Plus, it’s great for family brunches, allowing you to enjoy a comforting start while staying on track with your nutritional goals.

11. Blueberry Maple Breakfast Biscuit Bake

Healthy Blueberry Breakfast Biscuits - Hungry Happens
Weight Watchers Breakfast

Three words come to mind when I think of the Blueberry Maple Breakfast Biscuit Bake: delicious, nutritious, and easy.

This delightful dish combines sweet blueberries with whole grains, making it a fantastic breakfast option for busy mornings.

It’s not only low in points but also packed with essential vitamins from fruits and vegetables, perfect for both adults and kids at brunch!

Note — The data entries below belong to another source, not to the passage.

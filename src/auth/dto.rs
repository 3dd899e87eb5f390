use lazy_static::lazy_static;
use regex::Regex;
use serde::{Deserialize, Serialize};
use uuid::Uuid;

use crate::api::Lenient;
use crate::auth::repo_types::User;
use crate::errors::{AppError, FieldErrors};

const NAME_MIN: usize = 3;
const NAME_MAX: usize = 30;
const PASSWORD_MIN: usize = 6;

pub(crate) fn is_valid_email(email: &str) -> bool {
    lazy_static! {
        static ref EMAIL_RE: Regex = Regex::new(r"^[^@\s]+@[^@\s]+\.[^@\s]+$").unwrap();
    }
    EMAIL_RE.is_match(email)
}

pub(crate) fn normalize_email(email: &str) -> String {
    email.trim().to_lowercase()
}

/// Request body for user registration.
#[derive(Debug, Default, Deserialize)]
#[serde(default)]
pub struct RegisterRequest {
    pub name: Option<Lenient<String>>,
    pub email: Option<Lenient<String>>,
    pub password: Option<Lenient<String>>,
}

/// Request body for login.
#[derive(Debug, Default, Deserialize)]
#[serde(default)]
pub struct LoginRequest {
    pub email: Option<Lenient<String>>,
    pub password: Option<Lenient<String>>,
}

/// Registration input after normalisation and validation.
#[derive(Debug, Clone)]
pub struct NewAccount {
    pub name: String,
    pub email: String,
    pub password: String,
}

#[derive(Debug, Clone)]
pub struct Credentials {
    pub email: String,
    pub password: String,
}

fn check_email(errs: &mut FieldErrors, email: Option<Lenient<String>>) -> String {
    let email = errs.required("email", "a string", "Email is required", email);
    match email.as_deref().map(normalize_email) {
        None => String::new(),
        Some(e) => {
            if !is_valid_email(&e) {
                errs.push("email", "Please provide a valid email address");
            }
            e
        }
    }
}

fn check_password(errs: &mut FieldErrors, password: Option<Lenient<String>>) -> String {
    match errs.required("password", "a string", "Password is required", password) {
        None => String::new(),
        Some(p) => {
            if p.chars().count() < PASSWORD_MIN {
                errs.push("password", "Password must be at least 6 characters");
            }
            p
        }
    }
}

impl RegisterRequest {
    pub fn validate(self) -> Result<NewAccount, AppError> {
        let mut errs = FieldErrors::new();

        let name = errs.required("name", "a string", "Username is required", self.name);
        let name = match name.as_deref().map(str::trim) {
            None => String::new(),
            Some(n) => {
                let len = n.chars().count();
                if len < NAME_MIN {
                    errs.push("name", "Username must be at least 3 characters");
                } else if len > NAME_MAX {
                    errs.push("name", "Username cannot exceed 30 characters");
                }
                n.to_string()
            }
        };
        let email = check_email(&mut errs, self.email);
        let password = check_password(&mut errs, self.password);

        errs.finish()?;
        Ok(NewAccount {
            name,
            email,
            password,
        })
    }
}

impl LoginRequest {
    pub fn validate(self) -> Result<Credentials, AppError> {
        let mut errs = FieldErrors::new();
        let email = check_email(&mut errs, self.email);
        let password = check_password(&mut errs, self.password);
        errs.finish()?;
        Ok(Credentials { email, password })
    }
}

/// Public part of the user returned to the client.
#[derive(Debug, Serialize)]
pub struct PublicUser {
    pub id: Uuid,
    pub email: String,
    pub name: String,
}

impl From<User> for PublicUser {
    fn from(u: User) -> Self {
        Self {
            id: u.id,
            email: u.email,
            name: u.name,
        }
    }
}

/// The signed-in user together with a fresh token.
#[derive(Debug, Serialize)]
pub struct SessionUser {
    pub id: Uuid,
    pub email: String,
    pub name: String,
    pub token: String,
}

#[derive(Debug, Serialize)]
pub struct UserPayload<T: Serialize> {
    pub user: T,
}
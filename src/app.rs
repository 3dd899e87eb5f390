use std::net::SocketAddr;

use axum::{http::HeaderValue, routing::get, Router};
use tokio::signal::ctrl_c;
#[cfg(unix)]
use tokio::signal::unix::{signal, SignalKind};
use tower_http::{
    cors::{Any, CorsLayer},
    trace::TraceLayer,
};
use tracing::{info, warn};

use crate::state::AppState;
use crate::{auth, feedback, interviews};

pub fn build_app(state: AppState) -> Router {
    let cors = cors_layer(state.config.client_url.as_deref());
    Router::new()
        .nest(
            "/api/v1",
            Router::new()
                .route("/ping", get(|| async { "Pong" }))
                .merge(auth::router())
                .merge(interviews::router())
                .merge(feedback::router()),
        )
        .with_state(state)
        .layer(cors)
        .layer(
            TraceLayer::new_for_http()
                .make_span_with(|req: &axum::http::Request<_>| {
                    let method = req.method().clone();
                    let uri = req.uri().clone();
                    tracing::info_span!("http_request", %method, uri = %uri, status = tracing::field::Empty)
                })
                .on_response(
                    |res: &axum::http::Response<_>,
                     latency: std::time::Duration,
                     span: &tracing::Span| {
                        let status = res.status();
                        span.record("status", tracing::field::display(status));
                        let latency_ms = latency.as_millis() as u64;
                        if status.is_server_error() {
                            tracing::error!(%status, latency_ms, "response");
                        } else {
                            tracing::info!(%status, latency_ms, "response");
                        }
                    },
                ),
        )
}

/// Locks CORS to the web client when `CLIENT_URL` is set, permissive otherwise.
fn cors_layer(client_url: Option<&str>) -> CorsLayer {
    match client_url.map(HeaderValue::from_str) {
        Some(Ok(origin)) => CorsLayer::new()
            .allow_origin(origin)
            .allow_methods(Any)
            .allow_headers(Any),
        Some(Err(e)) => {
            warn!(error = %e, "CLIENT_URL is not a valid origin; allowing any origin");
            CorsLayer::permissive()
        }
        None => CorsLayer::permissive(),
    }
}

pub async fn serve(app: Router) -> anyhow::Result<()> {
    let addr: SocketAddr = format!(
        "{}:{}",
        std::env::var("APP_HOST").unwrap_or_else(|_| "0.0.0.0".into()),
        std::env::var("APP_PORT").unwrap_or_else(|_| "8080".into())
    )
    .parse()?;

    info!("listening on {}", addr);
    let listener = tokio::net::TcpListener::bind(addr).await?;
    axum::serve(listener, app)
        .with_graceful_shutdown(shutdown_signal())
        .await?;
    Ok(())
}

async fn shutdown_signal() {
    let ctrl_c = async {
        if let Err(e) = ctrl_c().await {
            warn!(error = %e, "failed to install Ctrl+C handler");
            std::future::pending::<()>().await;
        }
        info!("received Ctrl+C, shutting down");
    };

    #[cfg(unix)]
    let terminate = async {
        match signal(SignalKind::terminate()) {
            Ok(mut sig) => {
                sig.recv().await;
                info!("received terminate signal, shutting down");
            }
            Err(e) => {
                warn!(error = %e, "failed to install terminate handler");
                std::future::pending::<()>().await;
            }
        }
    };

    #[cfg(not(unix))]
    let terminate = std::future::pending::<()>();

    tokio::select! {
        _ = ctrl_c => {},
        _ = terminate => {},
    }
}
//! App - アプリケーション層
//!
//! このモジュールは、ports を組み合わせてアプリケーションロジックを実装します。
//!
//! # 主要コンポーネント
//! - **TetherBuilder**: bus と tracker の構築とワイヤリング
//! - **NotificationBus**: long-polling ループと通知のファンアウト
//! - **JobTracker**: バックグラウンドジョブの状態機械
//! - **ProgressMonitor**: 進捗表示用の状態
//! - **Backoff**: ポーリング間隔のジッター

pub mod action;
pub mod backoff;
pub mod builder;
pub mod bus;
pub mod config;
pub mod monitor;
pub mod tracker;

// 主要な型を再エクスポート
pub use self::action::{ActionParams, ActionTag, BackgroundJobAction, BACKGROUND_JOB_ACTION};
pub use self::backoff::Backoff;
pub use self::builder::{BuildError, Tether, TetherBuilder};
pub use self::bus::{BusEvent, NotificationBus};
pub use self::config::{BusConfig, TetherConfig, TrackerConfig};
pub use self::monitor::ProgressMonitor;
pub use self::tracker::{BackgroundJob, JobHandle, JobTracker, Presentation, ProgressListener};
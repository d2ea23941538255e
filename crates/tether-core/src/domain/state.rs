//! State - 追跡中ジョブの状態
//!
//! # 状態遷移
//! - Pending -> Succeeded（`success` 受信）
//! - Pending -> Failed（`failure` 受信）
//! - Pending -> Cancelled（`cancelled` 受信）
//! - Pending -> TimedOut（制限時間切れ、クライアント側で判定）
//!
//! 終端状態からは遷移しない。

use serde::{Deserialize, Serialize};

#[derive(Debug, Clone, Copy, PartialEq, Eq, Hash, Serialize, Deserialize)]
#[serde(rename_all = "snake_case")]
pub enum JobState {
    Pending,
    Succeeded,
    Failed,
    Cancelled,
    TimedOut,
}

impl JobState {
    pub fn is_terminal(self) -> bool {
        !matches!(self, JobState::Pending)
    }
}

12. Apple Cranberry Oatmeal Bake

High-Fiber Apple-Cranberry Baked Oats
Weight Watchers Breakfast

A delicious breakfast option that I’ve come to love is the Apple Cranberry Oatmeal Bake.

This hearty dish combines the flavors of apples and cranberries with nutritious oats, keeping you full throughout the morning.

It’s low in Weight Watchers points and can be made in advance, making it perfect for busy days.

Plus, it’s packed with vitamins and fiber for sustained energy!

13. Oatmeal Chocolate Chip Donuts

Oatmeal chocolate chip donuts
Weight Watchers Breakfast

Oatmeal Chocolate Chip Donuts are one of my favorite guilt-free treats that satisfy my sweet tooth without derailing my Weight Watchers journey.

Made with wholesome oats, these baked donuts are low in Weight Watchers points, usually around 3-4 each.

I love customizing them with nuts or dried fruits for extra flavor. Enjoying a donut has never been this satisfying!